The first Leonard Cohen album was a revelation to my 16 year old ears. Sophisticated, worldly, funny in places, his rather dull singing voice giving his words all the room they needed to sparkle. He sang about love, saying goodbye, strangers, sisters of mercy. The back cover of his album had a picture of Joan of Arc engulfed in flames. It was like nothing else I had heard. The arrangements were spare, with backing female vocals that became one of his sonic trademarks. I taught myself the rudiments of fingerpicking from his guitar playing.
The second album came along, "Songs from a Room." Not quite as good, but still very good with songs like Bird on the Wire (likely the only Cohen song I have ever been made sick of through overexposure, although Hallelujah is getting there) and The Partisan.
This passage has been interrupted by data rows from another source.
use crate::models::Account;
use crate::proxy::config::AccountSelectionConfig;
use crate::proxy::session_manager::SessionTracker;
use crate::proxy::token::pool::AccountPool;
use crate::proxy::token::selection::{
    should_rotate_session, AccountSelector, SelectCtx, Selection,
};
use dashmap::DashMap;
use rand::Rng;
use tracing::{debug, info};

#[derive(Debug, Clone, Copy)]
struct HealthState {
    score: i32,
    updated_ms: i64,
}

#[derive(Debug, Clone, Copy)]
struct BucketState {
    tokens: f64,
    updated_ms: i64,
}

// Weighted scoring over health, a per-account token bucket, quota headroom
// and idle time. Degrades through three tiers before giving up: ignore
// quota, then ignore health, then ignore the token bucket.
pub struct HybridSelector {
    config: AccountSelectionConfig,
    health: DashMap<String, HealthState>,
    buckets: DashMap<String, BucketState>,
}

#[derive(Debug, Clone, Copy, PartialEq, Eq)]
enum Tier {
    Normal,
    IgnoreQuota,
    IgnoreHealth,
    IgnoreTokens,
}

impl HybridSelector {
    pub fn new(config: AccountSelectionConfig) -> Self {
        Self {
            config,
            health: DashMap::new(),
            buckets: DashMap::new(),
        }
    }

    fn now_ms() -> i64 {
        chrono::Utc::now().timestamp_millis()
    }

    // Health with passive recovery applied lazily since the last update.
    fn health_score(&self, email: &str) -> i32 {
        let hs = &self.config.health_score;
        let now = Self::now_ms();
        let mut entry = self.health.entry(email.to_string()).or_insert(HealthState {
            score: hs.initial,
            updated_ms: now,
        });
        let hours_idle = (now - entry.updated_ms) / 3_600_000;
        if hours_idle > 0 {
            entry.score = (entry.score + hours_idle as i32 * hs.recovery_per_hour).min(hs.max);
            entry.updated_ms = now;
        }
        entry.score.clamp(hs.min, hs.max)
    }

    fn adjust_health(&self, email: &str, delta: i32) {
        let hs = &self.config.health_score;
        let now = Self::now_ms();
        let mut entry = self.health.entry(email.to_string()).or_insert(HealthState {
            score: hs.initial,
            updated_ms: now,
        });
        entry.score = (entry.score + delta).clamp(hs.min, hs.max);
        entry.updated_ms = now;
    }

    // Current bucket level with lazy refill; does not consume.
    fn bucket_level(&self, email: &str) -> f64 {
        let tb = &self.config.token_bucket;
        let now = Self::now_ms();
        let mut entry = self.buckets.entry(email.to_string()).or_insert(BucketState {
            tokens: tb.capacity,
            updated_ms: now,
        });
        let minutes = (now - entry.updated_ms) as f64 / 60_000.0;
        if minutes > 0.0 {
            entry.tokens = (entry.tokens + minutes * tb.refill_per_minute).min(tb.capacity);
            entry.updated_ms = now;
        }
        entry.tokens
    }

    fn consume_token(&self, email: &str) {
        if let Some(mut entry) = self.buckets.get_mut(email) {
            entry.tokens = (entry.tokens - 1.0).max(0.0);
        }
    }

    fn quota_fraction(account: &Account, model: &str) -> Option<f64> {
        account
            .quota_snapshot
            .get(model)
            .map(|q| q.remaining_fraction)
    }

    fn score(&self, account: &Account, model: &str, tier: Tier) -> f64 {
        let health = if tier == Tier::IgnoreHealth {
            0.0
        } else {
            self.health_score(&account.email) as f64
        };
        let tokens = if tier == Tier::IgnoreTokens {
            self.config.token_bucket.capacity
        } else {
            self.bucket_level(&account.email)
        };
        // Absent snapshots score neutrally rather than best or worst.
        let quota_score = Self::quota_fraction(account, model)
            .map(|f| f * 100.0)
            .unwrap_or(50.0);
        let idle_secs =
            ((Self::now_ms() - account.last_used).max(0) as f64 / 1000.0).min(86_400.0);

        2.0 * health + 5.0 * (tokens / self.config.token_bucket.capacity) * 100.0
            + 3.0 * quota_score
            + 0.1 * idle_secs
    }

    fn candidates_for_tier<'a>(
        &self,
        pool: &AccountPool,
        accounts: &'a [Account],
        model: &str,
        quota_key: &str,
        tier: Tier,
    ) -> Vec<&'a Account> {
        accounts
            .iter()
            .filter(|a| match tier {
                Tier::Normal => {
                    pool.is_usable(a, model, quota_key)
                        && Self::quota_fraction(a, model)
                            .map(|f| f >= self.config.quota.critical_threshold)
                            .unwrap_or(true)
                        && self.bucket_level(&a.email) >= 1.0
                }
                Tier::IgnoreQuota => {
                    pool.is_selectable(a, model, quota_key) && self.bucket_level(&a.email) >= 1.0
                }
                Tier::IgnoreHealth => pool.is_selectable(a, model, quota_key),
                Tier::IgnoreTokens => pool.is_selectable(a, model, quota_key),
            })
            .collect()
    }
}

impl AccountSelector for HybridSelector {
    fn select(
        &self,
        pool: &AccountPool,
        sessions: &SessionTracker,
        model: &str,
        quota_key: &str,
        ctx: &SelectCtx<'_>,
    ) -> Selection {
        let accounts = pool.snapshot();

        // Session affinity first: a pinned, still-usable account wins unless
        // a rotation trigger fires.
        if let Some(sid) = ctx.session_id {
            if let Some(pinned_email) = sessions.pinned_account(sid) {
                let pinned = accounts.iter().find(|a| a.email == pinned_email);
                if let Some(pinned) = pinned {
                    if pool.is_usable(pinned, model, quota_key)
                        && !ctx.attempted.contains(&pinned_email)
                    {
                        let usable = pool.usable_accounts(model, quota_key);
                        if !should_rotate_session(
                            sessions,
                            sid,
                            pinned,
                            &usable,
                            model,
                            &self.config,
                        ) {
                            self.consume_token(&pinned_email);
                            return Selection::pick(pinned_email);
                        }
                        sessions.unpin(sid);
                    } else {
                        sessions.unpin(sid);
                    }
                } else {
                    sessions.unpin(sid);
                }
            }
        }

        for tier in [
            Tier::Normal,
            Tier::IgnoreQuota,
            Tier::IgnoreHealth,
            Tier::IgnoreTokens,
        ] {
            let candidates: Vec<&Account> = self
                .candidates_for_tier(pool, &accounts, model, quota_key, tier)
                .into_iter()
                .filter(|a| !ctx.attempted.contains(&a.email))
                .collect();
            if candidates.is_empty() {
                continue;
            }

            let best = candidates
                .iter()
                .max_by(|a, b| {
                    self.score(a, model, tier)
                        .partial_cmp(&self.score(b, model, tier))
                        .unwrap_or(std::cmp::Ordering::Equal)
                })
                .map(|a| a.email.clone());

            if let Some(email) = best {
                if tier != Tier::Normal {
                    info!(
                        "[Hybrid] Degraded selection tier {:?} chose {}",
                        tier, email
                    );
                }
                self.consume_token(&email);
                if let Some(sid) = ctx.session_id {
                    sessions.pin(sid, &email);
                }
                // The two deepest tiers throttle the pool a little.
                let wait_ms = match tier {
                    Tier::IgnoreHealth | Tier::IgnoreTokens => {
                        rand::thread_rng().gen_range(250..=500)
                    }
                    _ => 0,
                };
                return Selection {
                    account: Some(email),
                    wait_ms,
                };
            }
        }

        debug!("[Hybrid] No candidate in any tier for {}", quota_key);
        Selection::none()
    }

    fn record_success(&self, email: &str) {
        self.adjust_health(email, self.config.health_score.success_delta);
    }

    fn record_rate_limit(&self, email: &str) {
        self.adjust_health(email, -self.config.health_score.rate_limit_penalty);
    }

    fn record_failure(&self, email: &str) {
        self.adjust_health(email, -self.config.health_score.failure_penalty);
    }
}

#[cfg(test)]
mod tests {
    use super::*;
    use crate::models::QuotaSnapshot;
    use std::collections::HashSet;
    use std::sync::Arc;

    fn pool_with(emails: &[&str]) -> Arc<AccountPool> {
        let pool = Arc::new(AccountPool::new(5, 0.1));
        for email in emails {
            let mut account = Account::new(email.to_string());
            account.refresh_token = Some("refresh".to_string());
            pool.add(account);
        }
        pool
    }

    fn set_quota(pool: &Arc<AccountPool>, email: &str, model: &str, fraction: f64) {
        let mut snap = std::collections::HashMap::new();
        snap.insert(
            model.to_string(),
            QuotaSnapshot {
                remaining_fraction: fraction,
                reset_time: None,
            },
        );
        pool.update_quota_snapshot(email, snap, None);
    }

    fn ctx<'a>(attempted: &'a HashSet<String>) -> SelectCtx<'a> {
        SelectCtx {
            session_id: None,
            attempted,
            max_wait_before_error_ms: 600_000,
        }
    }

    #[tokio::test]
    async fn prefers_account_with_more_quota() {
        let pool = pool_with(&["low@x", "high@x"]);
        set_quota(&pool, "low@x", "m", 0.2);
        set_quota(&pool, "high@x", "m", 0.9);

        let selector = HybridSelector::new(AccountSelectionConfig::default());
        let attempted = HashSet::new();
        let sessions = SessionTracker::new();

        let sel = selector.select(&pool, &sessions, "m", "m:cli", &ctx(&attempted));
        assert_eq!(sel.account.as_deref(), Some("high@x"));
    }

    #[tokio::test]
    async fn critical_quota_is_excluded_until_fallback() {
        let pool = pool_with(&["crit@x", "ok@x"]);
        set_quota(&pool, "crit@x", "m", 0.01);
        set_quota(&pool, "ok@x", "m", 0.5);

        let selector = HybridSelector::new(AccountSelectionConfig::default());
        let attempted = HashSet::new();
        let sessions = SessionTracker::new();

        let sel = selector.select(&pool, &sessions, "m", "m:cli", &ctx(&attempted));
        assert_eq!(sel.account.as_deref(), Some("ok@x"));
    }

    #[tokio::test]
    async fn degraded_tier_serves_critical_account_with_throttle() {
        let pool = pool_with(&["crit@x"]);
        set_quota(&pool, "crit@x", "m", 0.01);

        let selector = HybridSelector::new(AccountSelectionConfig::default());
        let attempted = HashSet::new();
        let sessions = SessionTracker::new();

        let sel = selector.select(&pool, &sessions, "m", "m:cli", &ctx(&attempted));
        // Only candidate sits below the critical threshold, so the quota
        // tier is skipped and the account is still served.
        assert_eq!(sel.account.as_deref(), Some("crit@x"));
    }

    #[tokio::test]
    async fn health_penalties_steer_selection_away() {
        let pool = pool_with(&["bad@x", "good@x"]);
        let selector = HybridSelector::new(AccountSelectionConfig::default());

        for _ in 0..3 {
            selector.record_failure("bad@x");
        }
        // Both quota-less; health difference decides.
        let attempted = HashSet::new();
        let sessions = SessionTracker::new();
        let sel = selector.select(&pool, &sessions, "m", "m:cli", &ctx(&attempted));
        assert_eq!(sel.account.as_deref(), Some("good@x"));
    }

    #[tokio::test]
    async fn health_clamps_to_configured_band() {
        let selector = HybridSelector::new(AccountSelectionConfig::default());
        for _ in 0..20 {
            selector.record_failure("a@x");
        }
        assert_eq!(selector.health_score("a@x"), 50);
        for _ in 0..200 {
            selector.record_success("a@x");
        }
        assert_eq!(selector.health_score("a@x"), 100);
    }

    #[tokio::test]
    async fn token_bucket_depletes_with_selections() {
        let pool = pool_with(&["a@x"]);
        let selector = HybridSelector::new(AccountSelectionConfig::default());
        let attempted = HashSet::new();
        let sessions = SessionTracker::new();

        let initial = selector.bucket_level("a@x");
        selector.select(&pool, &sessions, "m", "m:cli", &ctx(&attempted));
        assert!(selector.bucket_level("a@x") < initial);
    }
}
// Collapse an upstream SSE stream into one aggregate response, for clients
// that asked for a unary answer while the call went over the SSE endpoint.
pub async fn collect_stream_to_response(
    mut upstream: UpstreamByteStream,
) -> Result<GeminiResponse, String> {
    use futures::StreamExt;

    let mut buffer = BytesMut::new();
    let mut parts: Vec<GeminiPart> = Vec::new();
    let mut usage: Option<UsageMetadata> = None;
    let mut finish_reason: Option<String> = None;
    let mut model_version: Option<String> = None;
    let mut response_id: Option<String> = None;

    let mut handle_line = |line: &str,
                           parts: &mut Vec<GeminiPart>,
                           usage: &mut Option<UsageMetadata>,
                           finish_reason: &mut Option<String>,
                           model_version: &mut Option<String>,
                           response_id: &mut Option<String>| {
        let Some(data_str) = line.strip_prefix("data: ") else {
            return;
        };
        let data_str = data_str.trim();
        if data_str.is_empty() || data_str == "[DONE]" {
            return;
        }
        let Ok(json_value) = serde_json::from_str::<Value>(data_str) else {
            return;
        };
        let raw = json_value.get("response").unwrap_or(&json_value);

        if model_version.is_none() {
            *model_version = raw
                .get("modelVersion")
                .and_then(|v| v.as_str())
                .map(String::from);
        }
        if response_id.is_none() {
            *response_id = raw
                .get("responseId")
                .and_then(|v| v.as_str())
                .map(String::from);
        }
        if let Some(u) = raw
            .get("usageMetadata")
            .and_then(|u| serde_json::from_value::<UsageMetadata>(u.clone()).ok())
        {
            *usage = Some(u);
        }
        if let Some(candidate) = raw.get("candidates").and_then(|c| c.get(0)) {
            if let Some(reason) = candidate.get("finishReason").and_then(|f| f.as_str()) {
                *finish_reason = Some(reason.to_string());
            }
            if let Some(chunk_parts) = candidate
                .get("content")
                .and_then(|content| content.get("parts"))
                .and_then(|p| p.as_array())
            {
                for part_value in chunk_parts {
                    let Ok(part) = serde_json::from_value::<GeminiPart>(part_value.clone()) else {
                        continue;
                    };
                    // Merge text continuations of the same kind; everything
                    // else starts a new part.
                    let merged = match (parts.last_mut(), &part) {
                        (Some(last), incoming)
                            if last.text.is_some()
                                && incoming.text.is_some()
                                && last.thought == incoming.thought
                                && last.thought_signature.is_none()
                                && incoming.function_call.is_none() =>
                        {
                            if let (Some(last_text), Some(new_text)) =
                                (last.text.as_mut(), incoming.text.as_ref())
                            {
                                last_text.push_str(new_text);
                            }
                            if incoming.thought_signature.is_some() {
                                last.thought_signature = incoming.thought_signature.clone();
                            }
                            true
                        }
                        _ => false,
                    };
                    if !merged {
                        parts.push(part);
                    }
                }
            }
        }
    };

    while let Some(chunk_result) = upstream.next().await {
        let chunk = chunk_result.map_err(|e| format!("Stream error: {}", e))?;
        buffer.extend_from_slice(&chunk);
        while let Some(pos) = buffer.iter().position(|&b| b == b'\n') {
            let line_raw = buffer.split_to(pos + 1);
            if let Ok(line_str) = std::str::from_utf8(&line_raw) {
                handle_line(
                    line_str.trim(),
                    &mut parts,
                    &mut usage,
                    &mut finish_reason,
                    &mut model_version,
                    &mut response_id,
                );
            }
        }
    }

    Ok(GeminiResponse {
        candidates: Some(vec![crate::proxy::mappers::gemini::Candidate {
            content: Some(crate::proxy::mappers::gemini::GeminiContent {
                role: "model".to_string(),
                parts,
            }),
            finish_reason,
            index: Some(0),
            safety_ratings: None,
            grounding_metadata: None,
        }]),
        usage_metadata: usage,
        model_version,
        response_id,
    })
}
Then "Songs of Love and Hate," containing some of my favorites, like The Avalanche and Famous Blue Raincoat.
After that, Leonard and I parted ways for a while. In fact it was not until First We Take Manhattan that he came back on my personal radar. By the time of The Future in the early 1990s he became again as important to me as he was in my teens. Now he was even more worldly, and his humour even more prominent, especially in songs like Democracy: "Democracy is coming to the U.S.A."
Since then I have avidly listened to everything he puts out, and as he ages his lyrics are somehow simpler, less overtly literary but deeper, more heartfelt and somehow closer to my heart as I too get older. He has modernized his sound through collaborations with musicians like Sharon Robinson, but those female voices are always there in the mix, a crowd of angels that follow him through his career as a singer. He remains utterly relevant, his musical and lyrical output a gift to the rest of us.
I am sure that if he had not been defrauded of his life savings he would not be on his current non-stop worldwide tour. He would perhaps have gone back to his mountain in California to practice Zen or gone home to Montreal to enjoy his old age. Instead he has been forced to put together a stage show, and what a show it is! He would never had experienced the outpouring of love that showers him every night on stage, and might never have known how much he has meant to so many.
As for me, seeing Leonard Cohen live was to see a great personal hero. It was to hear from the master's lips the sardonic, witty, deep words that he has set to music. It was to see him interact with his musical collaborators, mostly much, much younger than him, and it was to see a man seemingly surprised at his own skill on the stage. I wanted to yell out all that I was feeling as I watched the 74-year-old version of my teenage hero perform his songs, old and new. I clapped until my hands were sore.
He might have been forced into touring because of financial pressures, but onstage he is generous, humble and lovable. He is a master not only of writing but of living.
I would not have missed it for the world.